## WHAT YOU SHOULD DO
Nothing but an exact copy of the data should be output.

## SOURCE INFORMATION
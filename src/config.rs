/*============================================================
  Project: GlobalSDK
  Module: globalsdk_core::config
  ------------------------------------------------------------
  Purpose:
    Load operator configuration (scratch location, deadlines,
    download and elevation settings) from TOML.

  Security / Safety Notes:
    Only the elevation program name is configurable; the way it
    is applied stays inside the command executor.

  Dependencies:
    serde + toml for parsing, dirs for platform directories.

  Operational Scope:
    Read once by the binary; library callers may construct the
    structure directly.

  Revision History:
    2026-10-19 COD  Authored configuration loader.
============================================================*/

use std::path::{Path, PathBuf};
use std::time::Duration;

use serde::Deserialize;

use crate::error::{GlobalSdkError, Result};

const APP_DIR: &str = "globalsdk";

/// Top-level configuration document.
#[derive(Debug, Clone, Deserialize)]
#[serde(default)]
pub struct GlobalSdkConfig {
    pub scratch_dir: Option<PathBuf>,
    pub log_dir: Option<PathBuf>,
    /// Whole-request deadline in seconds; 0 disables it.
    pub install_timeout_secs: u64,
    pub allow_unsupported: bool,
    pub download: DownloadConfig,
    pub elevation: ElevationConfig,
}

/// HTTP settings for installer downloads.
#[derive(Debug, Clone, Deserialize)]
#[serde(default)]
pub struct DownloadConfig {
    pub timeout_secs: u64,
    pub user_agent: String,
}

/// Program used to gain root for package-manager commands.
#[derive(Debug, Clone, Deserialize)]
#[serde(default)]
pub struct ElevationConfig {
    pub program: String,
}

impl Default for GlobalSdkConfig {
    fn default() -> Self {
        Self {
            scratch_dir: None,
            log_dir: None,
            install_timeout_secs: 600,
            allow_unsupported: false,
            download: DownloadConfig::default(),
            elevation: ElevationConfig::default(),
        }
    }
}

impl Default for DownloadConfig {
    fn default() -> Self {
        Self {
            timeout_secs: 900,
            user_agent: format!("GlobalSDK/{}", env!("CARGO_PKG_VERSION")),
        }
    }
}

impl Default for ElevationConfig {
    fn default() -> Self {
        Self {
            program: "pkexec".into(),
        }
    }
}

impl GlobalSdkConfig {
    /// Load from an explicit path, or from the default location when present.
    pub fn load_from_optional_path(path: Option<&Path>) -> Result<Self> {
        match path {
            Some(path) => Self::load(path),
            None => match default_config_path() {
                Some(candidate) if candidate.exists() => Self::load(&candidate),
                _ => Ok(Self::default()),
            },
        }
    }

    fn load(path: &Path) -> Result<Self> {
        let raw = std::fs::read_to_string(path).map_err(|err| {
            GlobalSdkError::Config(format!("Failed to read {}: {err}", path.display()))
        })?;
        Self::parse(&raw)
            .map_err(|err| GlobalSdkError::Config(format!("{}: {err}", path.display())))
    }

    fn parse(raw: &str) -> std::result::Result<Self, toml::de::Error> {
        toml::from_str(raw)
    }

    /// Directory the Windows/macOS installer downloads into.
    pub fn scratch_dir(&self) -> PathBuf {
        self.scratch_dir.clone().unwrap_or_else(|| {
            dirs::cache_dir()
                .unwrap_or_else(std::env::temp_dir)
                .join(APP_DIR)
                .join("installers")
        })
    }

    pub fn log_dir(&self) -> PathBuf {
        self.log_dir.clone().unwrap_or_else(|| {
            dirs::data_local_dir()
                .unwrap_or_else(std::env::temp_dir)
                .join(APP_DIR)
                .join("logs")
        })
    }

    pub fn install_timeout(&self) -> Option<Duration> {
        (self.install_timeout_secs > 0).then(|| Duration::from_secs(self.install_timeout_secs))
    }
}

fn default_config_path() -> Option<PathBuf> {
    dirs::config_dir().map(|dir| dir.join(APP_DIR).join("config.toml"))
}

## OUTPUT BELOW
filename src/config.rs
/*============================================================
  Project: GlobalSDK
  Module: globalsdk_core::config
  ------------------------------------------------------------
  Purpose:
    Load operator configuration (scratch location, deadlines,
    download and elevation settings) from TOML.

  Security / Safety Notes:
    Only the elevation program name is configurable; the way it
    is applied stays inside the command executor.

  Dependencies:
    serde + toml for parsing, dirs for platform directories.

  Operational Scope:
    Read once by the binary; library callers may construct the
    structure directly.

  Revision History:
    2026-10-19 COD  Authored configuration loader.
============================================================*/

use std::path::{Path, PathBuf};
use std::time::Duration;

use serde::Deserialize;

use crate::error::{GlobalSdkError, Result};

const APP_DIR: &str = "globalsdk";

/// Top-level configuration document.
#[derive(Debug, Clone, Deserialize)]
#[serde(default)]
pub struct GlobalSdkConfig {
    pub scratch_dir: Option<PathBuf>,
    pub log_dir: Option<PathBuf>,
    /// Whole-request deadline in seconds; 0 disables it.
    pub install_timeout_secs: u64,
    pub allow_unsupported: bool,
    pub download: DownloadConfig,
    pub elevation: ElevationConfig,
}

/// HTTP settings for installer downloads.
#[derive(Debug, Clone, Deserialize)]
#[serde(default)]
pub struct DownloadConfig {
    pub timeout_secs: u64,
    pub user_agent: String,
}

/// Program used to gain root for package-manager commands.
#[derive(Debug, Clone, Deserialize)]
#[serde(default)]
pub struct ElevationConfig {
    pub program: String,
}

impl Default for GlobalSdkConfig {
    fn default() -> Self {
        Self {
            scratch_dir: None,
            log_dir: None,
            install_timeout_secs: 600,
            allow_unsupported: false,
            download: DownloadConfig::default(),
            elevation: ElevationConfig::default(),
        }
    }
}

impl Default for DownloadConfig {
    fn default() -> Self {
        Self {
            timeout_secs: 900,
            user_agent: format!("GlobalSDK/{}", env!("CARGO_PKG_VERSION")),
        }
    }
}

impl Default for ElevationConfig {
    fn default() -> Self {
        Self {
            program: "pkexec".into(),
        }
    }
}

impl GlobalSdkConfig {
    /// Load from an explicit path, or from the default location when present.
    pub fn load_from_optional_path(path: Option<&Path>) -> Result<Self> {
        match path {
            Some(path) => Self::load(path),
            None => match default_config_path() {
                Some(candidate) if candidate.exists() => Self::load(&candidate),
                _ => Ok(Self::default()),
            },
        }
    }

    fn load(path: &Path) -> Result<Self> {
        let raw = std::fs::read_to_string(path).map_err(|err| {
            GlobalSdkError::Config(format!("Failed to read {}: {err}", path.display()))
        })?;
        Self::parse(&raw)
            .map_err(|err| GlobalSdkError::Config(format!("{}: {err}", path.display())))
    }

    fn parse(raw: &str) -> std::result::Result<Self, toml::de::Error> {
        toml::from_str(raw)
    }

    /// Directory the Windows/macOS installer downloads into.
    pub fn scratch_dir(&self) -> PathBuf {
        self.scratch_dir.clone().unwrap_or_else(|| {
            dirs::cache_dir()
                .unwrap_or_else(std::env::temp_dir)
                .join(APP_DIR)
                .join("installers")
        })
    }

    pub fn log_dir(&self) -> PathBuf {
        self.log_dir.clone().unwrap_or_else(|| {
            dirs::data_local_dir()
                .unwrap_or_else(std::env::temp_dir)
                .join(APP_DIR)
                .join("logs")
        })
    }

    pub fn install_timeout(&self) -> Option<Duration> {
        (self.install_timeout_secs > 0).then(|| Duration::from_secs(self.install_timeout_secs))
    }
}

fn default_config_path() -> Option<PathBuf> {
    dirs::config_dir().map(|dir| dir.join(APP_DIR).join("config.toml"))
}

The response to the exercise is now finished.